* Re: cpufreq and p4 prescott
@ 2004-05-13 17:39 Dominik Brodowski
2004-05-14 21:47 ` rutger
0 siblings, 1 reply; 6+ messages in thread
From: Dominik Brodowski @ 2004-05-13 17:39 UTC (permalink / raw)
To: cpufreq, linux-kernel, rutger, moqua
[-- Attachment #1: Type: text/plain, Size: 2409 bytes --]
> > So i'm not sure if throttling does work until now?
>
> No, I think something is broken. There is something wrong, but I do
> not know what exactly. Maybe other people can help.
>
> Problem #1 is the speed measurement, as you described. As far as I
> understand, p4-clockmod delivers the same external clock to the P4,
> but work is not done during every clock tick. E.g. when running at
> 12.5% of the maximum frequency, only one tick in eight something is
> done.
Almost.

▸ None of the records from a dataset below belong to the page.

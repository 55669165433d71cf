use std::f64::consts::PI;

use web_sys::CanvasRenderingContext2d;

use super::state::CanvasState;
use crate::graph::ViewerSession;

pub fn render(state: &CanvasState, session: &ViewerSession, ctx: &CanvasRenderingContext2d) {
	ctx.set_fill_style_str(&session.settings().background_color);
	ctx.fill_rect(0.0, 0.0, state.width, state.height);
	ctx.save();
	let _ = ctx.translate(state.transform.x, state.transform.y);
	let _ = ctx.scale(state.transform.k, state.transform.k);
	draw_edges(state, session, ctx);
	draw_nodes(state, session, ctx);
	ctx.restore();
}

fn draw_edges(state: &CanvasState, session: &ViewerSession, ctx: &CanvasRenderingContext2d) {
	let k = state.transform.k;
	let arrow_size = 4.0 / k;
	let edges = session.graph().edges();

	for (i, &(src, tgt)) in state.edges.iter().enumerate() {
		let (Some(&(x1, y1)), Some(&(x2, y2)), Some(edge)) =
			(state.positions.get(src), state.positions.get(tgt), edges.get(i))
		else {
			continue;
		};
		let (dx, dy) = (x2 - x1, y2 - y1);
		let dist = (dx * dx + dy * dy).sqrt();
		if dist < 0.001 {
			continue;
		}
		let (r1, r2) = (
			state.radii.get(src).copied().unwrap_or(0.0),
			state.radii.get(tgt).copied().unwrap_or(0.0),
		);
		let width = state.edge_widths.get(i).copied().unwrap_or(1.0).max(0.5 / k);

		ctx.set_stroke_style_str(&edge.color);
		ctx.set_line_width(width);
		let (ux, uy) = (dx / dist, dy / dist);
		ctx.begin_path();
		ctx.move_to(x1 + ux * r1, y1 + uy * r1);
		ctx.line_to(x2 - ux * (r2 + arrow_size), y2 - uy * (r2 + arrow_size));
		ctx.stroke();

		ctx.set_fill_style_str(&edge.color);
		let (tip_x, tip_y) = (x2 - ux * r2, y2 - uy * r2);
		let (back_x, back_y) = (tip_x - ux * arrow_size, tip_y - uy * arrow_size);
		let (px, py) = (-uy * arrow_size * 0.5, ux * arrow_size * 0.5);
		ctx.begin_path();
		ctx.move_to(tip_x, tip_y);
		ctx.line_to(back_x + px, back_y + py);
		ctx.line_to(back_x - px, back_y - py);
		ctx.close_path();
		ctx.fill();
	}
}

fn draw_nodes(state: &CanvasState, session: &ViewerSession, ctx: &CanvasRenderingContext2d) {
	let settings = session.settings();
	let nodes = session.graph().nodes();
	let k = state.transform.k;
	let selected = session.selected().and_then(|id| session.graph().position(id.as_str()));

	// Faded nodes first so lit ones stay on top.
	for lit in [false, true] {
		for (i, node) in nodes.iter().enumerate() {
			if (node.color != settings.fade_color) != lit {
				continue;
			}
			let (Some(&(x, y)), Some(&radius)) = (state.positions.get(i), state.radii.get(i)) else {
				continue;
			};

			ctx.begin_path();
			let _ = ctx.arc(x, y, radius, 0.0, 2.0 * PI);
			ctx.set_fill_style_str(&node.color);
			ctx.fill();

			let emphasized = state.hover == Some(i) || selected == Some(i);
			if emphasized {
				ctx.begin_path();
				let _ = ctx.arc(x, y, radius + 2.0 / k, 0.0, 2.0 * PI);
				ctx.set_stroke_style_str(&settings.label_color);
				ctx.set_line_width(1.5 / k);
				ctx.stroke();
			}

			if lit && !node.label.is_empty() && (emphasized || radius * k >= settings.label_threshold) {
				let weight = if emphasized { "bold " } else { "" };
				ctx.set_fill_style_str(&settings.label_color);
				ctx.set_font(&format!("{weight}{}px {}", settings.label_size / k, settings.font));
				let _ = ctx.fill_text(&node.label, x + radius + 3.0 / k, y + 3.0 / k);
			}
		}
	}
}
//! Wire format of the exported graph document.

use std::borrow::Borrow;
use std::collections::HashMap;
use std::fmt;

use serde::{Deserialize, Deserializer, Serialize};

/// Node identifier. The exporter writes channel ids as numbers; they are kept as text.
#[derive(Clone, Debug, PartialEq, Eq, Hash, PartialOrd, Ord, Serialize)]
#[serde(transparent)]
pub struct NodeId(String);

impl NodeId {
	/// Borrow the id as a string slice.
	pub fn as_str(&self) -> &str {
		&self.0
	}
}

impl Borrow<str> for NodeId {
	fn borrow(&self) -> &str {
		&self.0
	}
}

impl From<&str> for NodeId {
	fn from(id: &str) -> Self {
		Self(id.to_owned())
	}
}

impl From<String> for NodeId {
	fn from(id: String) -> Self {
		Self(id)
	}
}

impl fmt::Display for NodeId {
	fn fmt(&self, f: &mut fmt::Formatter<'_>) -> fmt::Result {
		f.write_str(&self.0)
	}
}

impl<'de> Deserialize<'de> for NodeId {
	fn deserialize<D: Deserializer<'de>>(deserializer: D) -> Result<Self, D::Error> {
		string_or_number(deserializer).map(Self)
	}
}

#[derive(Deserialize)]
#[serde(untagged)]
enum Scalar {
	Text(String),
	Int(i64),
	Float(f64),
	Bool(bool),
}

impl Scalar {
	fn into_string(self) -> String {
		match self {
			Scalar::Text(s) => s,
			Scalar::Int(n) => n.to_string(),
			Scalar::Float(n) => n.to_string(),
			Scalar::Bool(b) => b.to_string(),
		}
	}
}

/// Accept a JSON string or number and keep its text form.
pub(crate) fn string_or_number<'de, D: Deserializer<'de>>(deserializer: D) -> Result<String, D::Error> {
	Scalar::deserialize(deserializer).map(Scalar::into_string)
}

fn null_as_default<'de, D, T>(deserializer: D) -> Result<T, D::Error>
where
	D: Deserializer<'de>,
	T: Deserialize<'de> + Default,
{
	Ok(Option::<T>::deserialize(deserializer)?.unwrap_or_default())
}

fn optional_text<'de, D: Deserializer<'de>>(deserializer: D) -> Result<Option<String>, D::Error> {
	Ok(Option::<Scalar>::deserialize(deserializer)?
		.map(Scalar::into_string)
		.filter(|s| !s.is_empty()))
}

/// Activity temperature as exported: either a ready CSS color or a raw score.
#[derive(Clone, Debug, PartialEq, Deserialize)]
#[serde(untagged)]
pub enum Temperature {
	/// A CSS color string.
	Color(String),
	/// A score, mapped onto a gradient against the graph-wide maximum.
	Score(f64),
}

/// One entry of the `nodes` array.
#[derive(Clone, Debug, Deserialize)]
pub struct NodeRecord {
	/// Node id.
	pub id: NodeId,
	/// Display label.
	#[serde(default, deserialize_with = "null_as_default")]
	pub label: String,
	/// Group tag, possibly `-`-delimited.
	#[serde(default, deserialize_with = "null_as_default")]
	pub group: String,
	/// `"r,g,b"` triplet.
	#[serde(default, deserialize_with = "null_as_default")]
	pub color: String,
	/// Exported layout x.
	#[serde(default, deserialize_with = "null_as_default")]
	pub x: f64,
	/// Exported layout y.
	#[serde(default, deserialize_with = "null_as_default")]
	pub y: f64,
	/// Profile picture path.
	#[serde(default, deserialize_with = "optional_text")]
	pub pic: Option<String>,
	/// Channel URL without scheme, e.g. `t.me/name`.
	#[serde(default, deserialize_with = "optional_text")]
	pub url: Option<String>,
	/// Human readable activity period.
	#[serde(default, deserialize_with = "optional_text")]
	pub activity_period: Option<String>,
	/// Whether the channel no longer exists.
	#[serde(default, deserialize_with = "null_as_default")]
	pub is_lost: bool,
	/// Location code.
	#[serde(default, deserialize_with = "optional_text")]
	pub p: Option<String>,
	/// Activity temperature.
	#[serde(default)]
	pub temp: Option<Temperature>,
	/// Every other attribute; numeric ones become size measures.
	#[serde(flatten)]
	pub attributes: HashMap<String, serde_json::Value>,
}

/// One entry of the `edges` array.
#[derive(Clone, Debug, Deserialize)]
pub struct EdgeRecord {
	/// Source node.
	pub source: NodeId,
	/// Target node.
	pub target: NodeId,
	/// Edge weight.
	#[serde(default, alias = "size", deserialize_with = "null_as_default")]
	pub weight: f64,
	/// `"r,g,b"` triplet, empty when the edge takes its source's color.
	#[serde(default, deserialize_with = "null_as_default")]
	pub color: String,
}

/// The whole graph document.
#[derive(Clone, Debug, Default, Deserialize)]
pub struct GraphData {
	/// Node records in file order.
	#[serde(default)]
	pub nodes: Vec<NodeRecord>,
	/// Edge records in file order.
	#[serde(default)]
	pub edges: Vec<EdgeRecord>,
}

#[cfg(test)]
mod tests {
	use super::*;

	#[test]
	fn numeric_ids_become_text() {
		let data: GraphData = serde_json::from_str(
			r#"{"nodes": [{"id": 1234, "label": "a"}],
			    "edges": [{"source": 1234, "target": "x", "weight": 2}]}"#,
		)
		.unwrap();
		assert_eq!(data.nodes[0].id.as_str(), "1234");
		assert_eq!(data.edges[0].source, NodeId::from("1234"));
		assert_eq!(data.edges[0].weight, 2.0);
	}

	#[test]
	fn nulls_and_extras() {
		let data: GraphData = serde_json::from_str(
			r#"{"nodes": [{"id": "a", "label": null, "fans": 10, "pagerank": 0.5,
			               "pic": "", "activity_period": 12, "temp": "hsl(3,100%,50%)"}]}"#,
		)
		.unwrap();
		let node = &data.nodes[0];
		assert_eq!(node.label, "");
		assert_eq!(node.pic, None);
		assert_eq!(node.activity_period.as_deref(), Some("12"));
		assert_eq!(node.temp, Some(Temperature::Color("hsl(3,100%,50%)".into())));
		assert_eq!(node.attributes["fans"], serde_json::json!(10));
		assert!(node.attributes.contains_key("pagerank"));
		assert!(data.edges.is_empty());
	}

	#[test]
	fn size_is_an_alias_for_weight() {
		let edge: EdgeRecord =
			serde_json::from_str(r#"{"source": "a", "target": "b", "size": 3.5}"#).unwrap();
		assert_eq!(edge.weight, 3.5);
		assert_eq!(edge.color, "");
	}
}
use std::collections::HashSet;

use channel_graph_viewer::config::ViewerSettings;
use channel_graph_viewer::graph::classify::{classify, classify_sharings, neighbors};
use channel_graph_viewer::graph::highlight::Highlighter;
use channel_graph_viewer::graph::{ClickEvent, Graph, GraphData, HighlightState, NodeId, ViewerSession};
use proptest::prelude::*;
use serde_json::json;

const FADE: &str = "rgba(27, 44, 61, .75)";

fn data(nodes: usize, edges: &[(usize, usize)]) -> GraphData {
	let nodes: Vec<_> = (0..nodes)
		.map(|i| json!({"id": i.to_string(), "label": format!("n{i}"), "color": "10,20,30"}))
		.collect();
	let edges: Vec<_> = edges
		.iter()
		.map(|(s, t)| json!({"source": s.to_string(), "target": t.to_string(), "weight": 1}))
		.collect();
	serde_json::from_value(json!({"nodes": nodes, "edges": edges})).unwrap()
}

fn ids(names: &[&str]) -> HashSet<NodeId> {
	names.iter().map(|&n| NodeId::from(n)).collect()
}

fn colors(graph: &Graph) -> (Vec<String>, Vec<String>) {
	(
		graph.nodes().iter().map(|n| n.color.clone()).collect(),
		graph.edges().iter().map(|e| e.color.clone()).collect(),
	)
}

fn graph_strategy() -> impl Strategy<Value = (usize, Vec<(usize, usize)>)> {
	(1usize..8).prop_flat_map(|n| (Just(n), prop::collection::vec((0..n, 0..n), 0..20)))
}

proptest! {
	#[test]
	fn classes_partition_the_neighborhood((n, edges) in graph_strategy()) {
		let session = ViewerSession::new(data(n, &edges), ViewerSettings::default());
		for i in 0..n {
			let id = i.to_string();
			let classes = classify(session.index(), &id);
			prop_assert!(classes.mutual.is_disjoint(&classes.in_only));
			prop_assert!(classes.mutual.is_disjoint(&classes.out_only));
			prop_assert!(classes.in_only.is_disjoint(&classes.out_only));

			let union: HashSet<NodeId> = classes.iter().cloned().collect();
			prop_assert_eq!(union, neighbors(session.index(), &id));

			let has_self_loop = edges.contains(&(i, i));
			prop_assert_eq!(classes.mutual.contains(id.as_str()), has_self_loop);
		}
	}

	#[test]
	fn sharings_cover_every_other_neighbor((n, edges) in graph_strategy()) {
		let session = ViewerSession::new(data(n, &edges), ViewerSettings::default());
		for i in 0..n {
			let id = i.to_string();
			let sharings = classify_sharings(session.index(), &id);
			let mut expected = neighbors(session.index(), &id);
			expected.remove(id.as_str());
			let seen: HashSet<NodeId> = sharings
				.in_sharing
				.keys()
				.chain(sharings.out_sharing.keys())
				.cloned()
				.collect();
			prop_assert_eq!(seen, expected);
			prop_assert!(sharings.in_sharing.keys().all(|k| !sharings.out_sharing.contains_key(k)));
		}
	}

	#[test]
	fn clicks_then_stage_restore_original_colors(
		(n, edges) in graph_strategy(),
		clicks in prop::collection::vec(0usize..8, 1..5),
	) {
		let mut session = ViewerSession::new(data(n, &edges), ViewerSettings::default());
		let original: Vec<String> = session.graph().nodes().iter().map(|n| n.color.clone()).collect();
		for click in clicks {
			session.handle_click(ClickEvent::Node(NodeId::from((click % n).to_string())));
			let lit = session.graph().nodes().iter().filter(|n| n.color != FADE).count();
			prop_assert!(lit >= 1);
		}
		session.handle_click(ClickEvent::Stage);
		prop_assert_eq!(session.highlight_state(), HighlightState::Cleared);
		let restored: Vec<String> = session.graph().nodes().iter().map(|n| n.color.clone()).collect();
		prop_assert_eq!(&restored, &original);

		// A second stage click has nothing left to clear.
		session.handle_click(ClickEvent::Stage);
		let again: Vec<String> = session.graph().nodes().iter().map(|n| n.color.clone()).collect();
		prop_assert_eq!(again, original);
	}

	#[test]
	fn any_keep_set_clears_back_to_original_colors(
		(n, edges) in graph_strategy(),
		kept in prop::collection::vec(any::<bool>(), 8),
	) {
		let mut graph = Graph::from_data(data(n, &edges), &ViewerSettings::default());
		let original = colors(&graph);
		let keep: HashSet<NodeId> = (0..n)
			.filter(|&i| kept[i])
			.map(|i| NodeId::from(i.to_string()))
			.collect();

		let mut highlighter = Highlighter::new(FADE);
		highlighter.apply_highlight(&mut graph, &keep);
		for edge in graph.edges() {
			let lit = keep.contains(&edge.source) && keep.contains(&edge.target);
			prop_assert_eq!(edge.color != FADE, lit);
		}

		prop_assert!(highlighter.clear_highlight(&mut graph));
		prop_assert_eq!(colors(&graph), original.clone());
		prop_assert!(!highlighter.clear_highlight(&mut graph));
		prop_assert_eq!(colors(&graph), original);
	}
}

fn letters() -> GraphData {
	serde_json::from_value(json!({
		"nodes": [
			{"id": "A", "label": "A", "color": "1,1,1"},
			{"id": "B", "label": "B", "color": "2,2,2"},
			{"id": "C", "label": "C", "color": "3,3,3"},
			{"id": "D", "label": "D", "color": "4,4,4"}
		],
		"edges": [
			{"source": "A", "target": "B", "weight": 2},
			{"source": "B", "target": "A", "weight": 5},
			{"source": "A", "target": "C", "weight": 1}
		]
	}))
	.unwrap()
}

#[test]
fn mutual_and_outbound_neighbors() {
	let session = ViewerSession::new(letters(), ViewerSettings::default());
	let classes = session.classify("A");
	assert_eq!(classes.mutual, ids(&["B"]));
	assert!(classes.in_only.is_empty());
	assert_eq!(classes.out_only, ids(&["C"]));

	let classes = session.classify("C");
	assert_eq!(classes.in_only, ids(&["A"]));
	assert!(session.classify("D").is_empty());
	assert!(session.classify("missing").is_empty());
}

#[test]
fn mutual_sharing_counts_as_inbound() {
	let session = ViewerSession::new(letters(), ViewerSettings::default());
	let sharings = session.sharings("A");
	assert_eq!(sharings.in_sharing.get("B"), Some(&5.0));
	assert_eq!(sharings.out_sharing.get("C"), Some(&1.0));
	assert_eq!(sharings.self_sharing, 0.0);
}

#[test]
fn clicking_a_node_fades_the_rest() {
	let mut session = ViewerSession::new(letters(), ViewerSettings::default());
	let selection = session.handle_click(ClickEvent::Node("A".into())).unwrap();
	assert_eq!(selection.keep_set(), ids(&["A", "B", "C"]));

	let graph = session.graph();
	assert_eq!(graph.node("A").unwrap().color, "rgb(1,1,1)");
	assert_eq!(graph.node("B").unwrap().color, "rgb(2,2,2)");
	assert_eq!(graph.node("C").unwrap().color, "rgb(3,3,3)");
	assert_eq!(graph.node("D").unwrap().color, FADE);
	assert!(graph.edges().iter().all(|e| e.color != FADE));
	assert_eq!(session.highlight_state(), HighlightState::Highlighted);
}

The Time Stamp Counter (inside the CPU) works with a constant
frequency, but only at e.g. each eigth tick the other parts of the CPU do
some work.
> Ok, so if it is true that only the work is done part of the ticks,
> then all instructions should take more ticks! Therefore, I try to
> measure the number of ticks which the 'rdtsc' instruction itself
> takes. I take the minimum of 10 runs, to run
> instruction-cache-hot. See cpuclockmod.c .
>
> This gives '140' cycles in the pre-modulated phase (including some
> overhead) when running on an idle system, and 154 or 161 running on a
> loaded system (1 thread busy looping). If clock modulation meant
> 'skipping ticks', I would expect this number to multiply.
Not necessarily. It's not really every eigth tick where work is done, but
more like 800 ticks where work is done, then 5600 ticks pause, and so on --
the frequency is somewhere in the docs, I forgot the exact value... So I'm
not 100% convinced the measurements you've done do show something broken.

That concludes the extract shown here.